BIOGRAFÍA
Federico Quevedo 28/03/2009
“España ha dejado de ser un país atractivo para la inversión extranjera”. No es una frase de un dirigente de la oposición, sino de un ejecutivo dedicado a la representación de intereses de fondos de inversión extranjeros en nuestro país.
Porque el problema no es solo lo que debemos, sino lo que estamos dejando de ingresar debido al desplome de la actividad económica, al tiempo que el aumento descomunal del paro está llevando a cotas imposibles el gasto en prestaciones. El sistema no tiene liquidez, pero tampoco la banca puede hacer nada por evitarlo. La caída del crédito a empresas y familias tiene que ver, es cierto, con el exceso de celo con el que las entidades financieras están atendiendo las peticiones de préstamos y ampliaciones de crédito, pero también tiene que ver con la situación que las propias entidades están atravesando: alrededor de 400.000 millones de euros en activos inmobiliarios que hoy valen la mitad de lo que valían cuando la banca se dedicó a invertir en el sector. Por eso no caen los precios de los pisos: la banca no está dispuesta a sacarlos a la venta para no perder ese dinero. Pero, ¿Qué va a pasar cuando este mes de abril el Banco de España les pida a bancos y cajas que hagan provisión de fondos? Entonces no les va a quedar más remedio que comenzar a deshacerse de esos activos a precios de saldo, lo que, inevitablemente, va a repercutir muy negativamente en sus cuentas de resultados.
Este país, en el que hasta hace muy poco el dinero corría de mano en mano como si toda la nación fuera un inmenso casino de Las Vegas, está ahora al borde de la bancarrota. El hecho de que nuestra prima de riesgo haya pasado en muy poco tiempo de cero a noventa y nueve puntos básicos de diferencial respecto del bono alemán, o de que Stándard & Poor’s haya bajado nuestro rating de solvencia y que otras entidades de control de riesgo estén dispuestas a hacer lo mismo, no es más que una simple señal de lo que la verdad esconde y el Gobierno de Rodríguez nos oculta conscientemente. No hay un solo organismo internacional que apueste por una recuperación en España al mismo tiempo que Estados Unidos y Europa. Es más, todos vaticinan unos años más de crisis, mientras el resto del mundo occidental empieza a ver la luz al final de túnel, aunque todavía sea muy tenue. Y no están siendo del todo sinceros, porque es el propio Gobierno de España el que pide a esos organismos que suavicen sus análisis para evitar que cunda el desánimo y eso agrave la depresión económica en la que nos encontramos inmersos. Pero la situación es, insisto, extremadamente grave y se hace del todo necesario adoptar una solución.

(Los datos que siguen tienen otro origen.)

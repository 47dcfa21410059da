//! Choosing and loading the predictor a play session will use

use anyhow::{Context, Result};
use std::path::Path;

use super::{
    ExtrapolatePredictor, InferenceBackend, LastValuePredictor, NormalizationBounds, Predictor,
    default_device, load_lstm_predictor, load_metadata,
};
use crate::game::GameConfig;

/// Frames ahead the extrapolating heuristic projects the player's velocity
const EXTRAPOLATE_LOOKAHEAD: f32 = 8.0;

#[derive(Debug, Clone, Copy, PartialEq, Eq)]
pub enum PredictorKind {
    /// Trained LSTM regressor; requires a saved model
    Lstm,
    /// Linear extrapolation of recent velocity
    Extrapolate,
    /// Repeat the last seen position
    LastValue,
}

/// Load the predictor and the normalization bounds it expects
///
/// The LSTM needs both files of a saved model; any failure is fatal. Heuristics use
/// the model's bounds when a model is present and the playfield's x range otherwise.
pub fn load_predictor(
    kind: PredictorKind,
    model_path: &Path,
    config: &GameConfig,
) -> Result<(Box<dyn Predictor>, NormalizationBounds)> {
    match kind {
        PredictorKind::Lstm => {
            let (predictor, metadata) =
                load_lstm_predictor::<InferenceBackend>(model_path, &default_device())
                    .with_context(|| {
                        format!(
                            "Failed to load the enemy model from {:?}; record movement and \
                             run --mode train first, or pick a heuristic --predictor",
                            model_path
                        )
                    })?;
            tracing::info!(
                min = metadata.bounds.min(),
                max = metadata.bounds.max(),
                epochs = metadata.epochs_trained,
                "loaded LSTM predictor from {:?}",
                model_path
            );
            Ok((Box::new(predictor), metadata.bounds))
        }
        PredictorKind::Extrapolate => {
            let bounds = heuristic_bounds(model_path, config)?;
            let predictor = ExtrapolatePredictor::new(config.sequence_length, EXTRAPOLATE_LOOKAHEAD);
            Ok((Box::new(predictor), bounds))
        }
        PredictorKind::LastValue => {
            let bounds = heuristic_bounds(model_path, config)?;
            Ok((Box::new(LastValuePredictor::new(config.sequence_length)), bounds))
        }
    }
}

fn heuristic_bounds(model_path: &Path, config: &GameConfig) -> Result<NormalizationBounds> {
    match load_metadata(model_path) {
        Ok(metadata) => Ok(metadata.bounds),
        Err(err) => {
            tracing::debug!("no model bounds ({:#}), using the playfield range", err);
            NormalizationBounds::new(0.0, config.max_x())
        }
    }
}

Una solución que no va a venir de la mano del Gobierno porque, de hecho, es el principal problema. Durante su primera legislatura, Rodríguez vivió de la inercia y de las rentas que le dejaba el Gobierno de José María Aznar. Hizo caso omiso a las señales que ya entonces le advertían de lo que se venía encima -el deterioro de nuestra competitividad, fundamentalmente, y la espiral de precios del sector inmobiliario-, no quiso adoptar las medidas económicas que en aquel momento necesitaba el país, entre otras cosas porque llegó al Gobierno sin un plan de acción porque la suya fue una victoria con la que nadie contaba -ni siquiera él-, pero lo peor es que esa tendencia a la inacción y la falta de ideas en la que se había instalado el Ejecutivo se ha mantenido en la segunda legislatura obviando, de nuevo, las necesarias reformas estructurales que la economía requiere. En lugar de eso, Rodríguez nos ha obsequiado con una sucesión de planes improductivos, a cada cual más chistoso, que solo sirven para hacer más grave el problema que tenemos. Un problema que, siendo ya dramático, amenaza con serlo todavía más en cuanto aparezca con toda su crudeza la conflictividad social propia de una situación de desempleo generalizado y necesidades básicas no cubiertas para una parte importante de la población. La ‘marca España’ es hoy una amenaza de derribo.